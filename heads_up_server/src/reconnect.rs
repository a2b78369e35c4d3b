//! 断线重连与持久化
//!
//! - 为玩家签发短期有效的重连令牌。
//! - 把游戏状态写成带单调递增版本号的快照。
//! - 玩家重连时校验令牌，必要时从快照把游戏恢复到内存存储。
//!
//! 持久化失败只报告给调用者，内存中的权威状态不受影响，牌局照常进行。

use async_trait::async_trait;
use chrono::{DateTime, TimeDelta, Utc};
use dashmap::DashMap;
use heads_up_core::{ErrorKind, GameId, GameState, GameStore, PlayerId};
use serde::{Deserialize, Serialize};
use std::io;
use std::path::PathBuf;
use std::sync::Arc;
use std::time::Duration;
use thiserror::Error;
use tokio::sync::Mutex;
use tracing::{debug, info, warn};

// --- 数据结构 ---

#[derive(Serialize, Deserialize, Debug, Clone, PartialEq, Eq)]
#[serde(rename_all = "camelCase")]
pub struct ReconnectionToken {
    pub token: String,
    pub player_id: PlayerId,
    pub expires_at: DateTime<Utc>,
    pub game_id: GameId,
}

impl ReconnectionToken {
    pub fn is_expired_at(&self, now: DateTime<Utc>) -> bool {
        now >= self.expires_at
    }
}

#[derive(Serialize, Deserialize, Debug, Clone, PartialEq, Eq)]
#[serde(rename_all = "camelCase")]
pub struct PersistedSnapshot {
    pub game_id: GameId,
    pub game_state: GameState,
    pub version: u64,
    pub persisted_at: DateTime<Utc>,
}

/// `persist_game` 的返回值
#[derive(Serialize, Deserialize, Debug, Clone, Copy, PartialEq, Eq)]
#[serde(rename_all = "camelCase")]
pub struct PersistReceipt {
    pub persisted_at: DateTime<Utc>,
    pub version: u64,
    pub game_id: GameId,
}

// --- 错误 ---

#[derive(Debug, Error)]
pub enum PersistenceError {
    #[error("读写快照失败: {0}")]
    Io(#[from] io::Error),
    #[error("快照格式错误: {0}")]
    Format(#[from] serde_json::Error),
    #[error("持久化存储不可用: {0}")]
    Unavailable(String),
}

impl PersistenceError {
    pub fn kind(&self) -> ErrorKind {
        ErrorKind::Persistence
    }
}

#[derive(Debug, Error)]
pub enum ReconnectError {
    #[error("重连令牌无效")]
    InvalidToken,
    #[error("重连令牌已于 {0} 过期")]
    Expired(DateTime<Utc>),
    #[error("游戏 {0} 不存在")]
    GameNotFound(GameId),
    #[error("玩家 {0} 不在这局游戏中")]
    PlayerNotFound(PlayerId),
    #[error(transparent)]
    Persistence(#[from] PersistenceError),
}

impl ReconnectError {
    pub fn kind(&self) -> ErrorKind {
        match self {
            ReconnectError::InvalidToken => ErrorKind::Authorization,
            ReconnectError::Expired(_) => ErrorKind::Expired,
            ReconnectError::GameNotFound(_) | ReconnectError::PlayerNotFound(_) => ErrorKind::NotFound,
            ReconnectError::Persistence(e) => e.kind(),
        }
    }
}

// --- 存储后端 ---

/// 快照和令牌的持久化后端
#[async_trait]
pub trait SnapshotStore: Send + Sync {
    /// 某局游戏最新的快照
    async fn latest(&self, game_id: GameId) -> Result<Option<PersistedSnapshot>, PersistenceError>;

    async fn save(&self, snapshot: &PersistedSnapshot) -> Result<(), PersistenceError>;

    async fn put_token(&self, token: &ReconnectionToken) -> Result<(), PersistenceError>;

    async fn get_token(&self, game_id: GameId, token: &str) -> Result<Option<ReconnectionToken>, PersistenceError>;

    /// 删除某局游戏的所有快照和令牌
    async fn delete_game(&self, game_id: GameId) -> Result<(), PersistenceError>;
}

/// 进程内存储，没有配置快照目录时使用，测试也用它
#[derive(Default)]
pub struct MemorySnapshotStore {
    snapshots: DashMap<GameId, PersistedSnapshot>,
    tokens: DashMap<String, ReconnectionToken>,
}

impl MemorySnapshotStore {
    pub fn new() -> Self {
        Self::default()
    }
}

#[async_trait]
impl SnapshotStore for MemorySnapshotStore {
    async fn latest(&self, game_id: GameId) -> Result<Option<PersistedSnapshot>, PersistenceError> {
        Ok(self.snapshots.get(&game_id).map(|s| s.value().clone()))
    }

    async fn save(&self, snapshot: &PersistedSnapshot) -> Result<(), PersistenceError> {
        self.snapshots.insert(snapshot.game_id, snapshot.clone());
        Ok(())
    }

    async fn put_token(&self, token: &ReconnectionToken) -> Result<(), PersistenceError> {
        self.tokens.insert(token.token.clone(), token.clone());
        Ok(())
    }

    async fn get_token(&self, game_id: GameId, token: &str) -> Result<Option<ReconnectionToken>, PersistenceError> {
        Ok(self.tokens.get(token).map(|t| t.value().clone()).filter(|t| t.game_id == game_id))
    }

    async fn delete_game(&self, game_id: GameId) -> Result<(), PersistenceError> {
        self.snapshots.remove(&game_id);
        self.tokens.retain(|_, token| token.game_id != game_id);
        Ok(())
    }
}

/// 把快照和令牌写成 JSON 文件
///
/// 目录结构：
/// - `<root>/games/<game_id>.json` 最新快照
/// - `<root>/tokens/<game_id>/<token>.json`
pub struct FileSnapshotStore {
    root: PathBuf,
}

impl FileSnapshotStore {
    pub fn new(root: impl Into<PathBuf>) -> Self {
        FileSnapshotStore { root: root.into() }
    }

    fn game_path(&self, game_id: GameId) -> PathBuf {
        self.root.join("games").join(format!("{game_id}.json"))
    }

    fn token_dir(&self, game_id: GameId) -> PathBuf {
        self.root.join("tokens").join(game_id.to_string())
    }
}

/// 先写临时文件再改名，读者永远看不到写了一半的快照
async fn write_atomically(path: PathBuf, contents: Vec<u8>) -> Result<(), PersistenceError> {
    if let Some(parent) = path.parent() {
        tokio::fs::create_dir_all(parent).await?;
    }
    let tmp = path.with_extension("json.tmp");
    tokio::fs::write(&tmp, contents).await?;
    tokio::fs::rename(&tmp, &path).await?;
    Ok(())
}

async fn read_optional(path: PathBuf) -> Result<Option<Vec<u8>>, PersistenceError> {
    match tokio::fs::read(&path).await {
        Ok(bytes) => Ok(Some(bytes)),
        Err(e) if e.kind() == io::ErrorKind::NotFound => Ok(None),
        Err(e) => Err(e.into()),
    }
}

#[async_trait]
impl SnapshotStore for FileSnapshotStore {
    async fn latest(&self, game_id: GameId) -> Result<Option<PersistedSnapshot>, PersistenceError> {
        match read_optional(self.game_path(game_id)).await? {
            Some(bytes) => Ok(Some(serde_json::from_slice(&bytes)?)),
            None => Ok(None),
        }
    }

    async fn save(&self, snapshot: &PersistedSnapshot) -> Result<(), PersistenceError> {
        write_atomically(self.game_path(snapshot.game_id), serde_json::to_vec(snapshot)?).await
    }

    async fn put_token(&self, token: &ReconnectionToken) -> Result<(), PersistenceError> {
        let path = self.token_dir(token.game_id).join(format!("{}.json", token.token));
        write_atomically(path, serde_json::to_vec(token)?).await
    }

    async fn get_token(&self, game_id: GameId, token: &str) -> Result<Option<ReconnectionToken>, PersistenceError> {
        // 令牌是十六进制字符串，其它字符一律当作不存在，避免拼出目录外的路径
        if token.is_empty() || !token.chars().all(|c| c.is_ascii_hexdigit()) {
            return Ok(None);
        }
        match read_optional(self.token_dir(game_id).join(format!("{token}.json"))).await? {
            Some(bytes) => Ok(Some(serde_json::from_slice(&bytes)?)),
            None => Ok(None),
        }
    }

    async fn delete_game(&self, game_id: GameId) -> Result<(), PersistenceError> {
        match tokio::fs::remove_file(self.game_path(game_id)).await {
            Ok(()) => {}
            Err(e) if e.kind() == io::ErrorKind::NotFound => {}
            Err(e) => return Err(e.into()),
        }
        match tokio::fs::remove_dir_all(self.token_dir(game_id)).await {
            Ok(()) => Ok(()),
            Err(e) if e.kind() == io::ErrorKind::NotFound => Ok(()),
            Err(e) => Err(e.into()),
        }
    }
}

// --- 重连服务 ---

pub struct ReconnectionService {
    snapshots: Arc<dyn SnapshotStore>,
    games: Arc<GameStore>,
    token_ttl: TimeDelta,
    // 每局游戏的持久化锁，和游戏存储的写锁相互独立
    persist_locks: DashMap<GameId, Arc<Mutex<()>>>,
}

impl ReconnectionService {
    pub fn new(snapshots: Arc<dyn SnapshotStore>, games: Arc<GameStore>, token_ttl: Duration) -> Self {
        // 上限一年，超出 TimeDelta 表示范围的配置按一年处理
        let ttl = token_ttl.min(Duration::from_secs(365 * 24 * 60 * 60));
        ReconnectionService {
            snapshots,
            games,
            token_ttl: TimeDelta::from_std(ttl).unwrap_or_default(),
            persist_locks: DashMap::new(),
        }
    }

    /// 生成一个不可猜测的令牌：32 字节随机数的十六进制
    pub fn generate_token(&self, game_id: GameId, player_id: PlayerId) -> ReconnectionToken {
        let bytes: [u8; 32] = rand::random();
        ReconnectionToken {
            token: hex::encode(bytes),
            player_id,
            expires_at: Utc::now() + self.token_ttl,
            game_id,
        }
    }

    pub async fn store_token(&self, token: &ReconnectionToken) -> Result<(), PersistenceError> {
        self.snapshots.put_token(token).await
    }

    /// 为一个确实在这局游戏中的玩家签发并保存令牌
    pub async fn issue_token(&self, game_id: GameId, player_id: PlayerId) -> Result<ReconnectionToken, ReconnectError> {
        let state = self.games.get(game_id).ok_or(ReconnectError::GameNotFound(game_id))?;
        if state.player_index(player_id).is_none() {
            return Err(ReconnectError::PlayerNotFound(player_id));
        }
        let token = self.generate_token(game_id, player_id);
        self.store_token(&token).await?;
        debug!(%game_id, %player_id, expires_at = %token.expires_at, "签发重连令牌");
        Ok(token)
    }

    /// 校验令牌并返回这局游戏的权威状态
    ///
    /// 内存中已经没有这局游戏时，从最新的快照恢复到游戏存储。
    pub async fn handle_reconnection(
        &self,
        game_id: GameId,
        player_id: PlayerId,
        token: &str,
    ) -> Result<Arc<GameState>, ReconnectError> {
        let result = self.validate_and_load(game_id, player_id, token).await;
        match &result {
            Ok(_) => info!(%game_id, %player_id, "玩家重连成功"),
            Err(e) => info!(%game_id, %player_id, "玩家重连失败: {}", e),
        }
        result
    }

    async fn validate_and_load(
        &self,
        game_id: GameId,
        player_id: PlayerId,
        token: &str,
    ) -> Result<Arc<GameState>, ReconnectError> {
        let stored = self.snapshots.get_token(game_id, token).await?.ok_or(ReconnectError::InvalidToken)?;
        if stored.game_id != game_id || stored.player_id != player_id {
            return Err(ReconnectError::InvalidToken);
        }
        if stored.is_expired_at(Utc::now()) {
            return Err(ReconnectError::Expired(stored.expires_at));
        }

        let state = match self.games.get(game_id) {
            Some(state) => state,
            None => {
                let restored = self.restore_game(game_id).await?.ok_or(ReconnectError::GameNotFound(game_id))?;
                self.games.restore(restored)
            }
        };
        if state.player_index(player_id).is_none() {
            return Err(ReconnectError::PlayerNotFound(player_id));
        }
        Ok(state)
    }

    /// 写入一个新快照，版本号为上一个版本加一（从 1 开始）
    pub async fn persist_game(&self, game_id: GameId, state: &GameState) -> Result<PersistReceipt, PersistenceError> {
        let lock = self.persist_lock(game_id);
        let _guard = lock.lock().await;
        self.write_snapshot(game_id, state).await
    }

    /// 在持久化锁内读取内存中最新的状态再写入
    ///
    /// 后台任务完成的先后顺序不确定，每次都写当时最新的状态，
    /// 这样版本号越大的快照内容也越新。
    pub async fn persist_latest(&self, game_id: GameId) -> Result<PersistReceipt, ReconnectError> {
        let lock = self.persist_lock(game_id);
        let _guard = lock.lock().await;
        let state = self.games.get(game_id).ok_or(ReconnectError::GameNotFound(game_id))?;
        Ok(self.write_snapshot(game_id, &state).await?)
    }

    async fn write_snapshot(&self, game_id: GameId, state: &GameState) -> Result<PersistReceipt, PersistenceError> {
        let previous = self.snapshots.latest(game_id).await?;
        let version = previous.as_ref().map_or(0, |s| s.version) + 1;
        // 时间戳不回退
        let persisted_at = previous.map_or_else(Utc::now, |s| s.persisted_at.max(Utc::now()));

        let snapshot = PersistedSnapshot { game_id, game_state: state.clone(), version, persisted_at };
        match self.snapshots.save(&snapshot).await {
            Ok(()) => {
                debug!(%game_id, version, "游戏快照已保存");
                Ok(PersistReceipt { persisted_at, version, game_id })
            }
            Err(e) => {
                warn!(%game_id, version, "保存游戏快照失败: {}", e);
                Err(e)
            }
        }
    }

    pub async fn restore_game(&self, game_id: GameId) -> Result<Option<GameState>, PersistenceError> {
        Ok(self.snapshots.latest(game_id).await?.map(|s| s.game_state))
    }

    pub async fn cleanup_game(&self, game_id: GameId) -> Result<(), PersistenceError> {
        let lock = self.persist_lock(game_id);
        {
            let _guard = lock.lock().await;
            self.snapshots.delete_game(game_id).await?;
        }
        self.persist_locks.remove(&game_id);
        debug!(%game_id, "已删除游戏的快照和令牌");
        Ok(())
    }

    fn persist_lock(&self, game_id: GameId) -> Arc<Mutex<()>> {
        self.persist_locks.entry(game_id).or_default().value().clone()
    }
}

> What you should do:
Look through the entries above, and wherever a line holds the word "DateTime", copy it.

> Response to the task:
use chrono::{DateTime, TimeDelta, Utc};
    pub expires_at: DateTime<Utc>,
    pub fn is_expired_at(&self, now: DateTime<Utc>) -> bool {
    pub persisted_at: DateTime<Utc>,
    pub persisted_at: DateTime<Utc>,
    Expired(DateTime<Utc>),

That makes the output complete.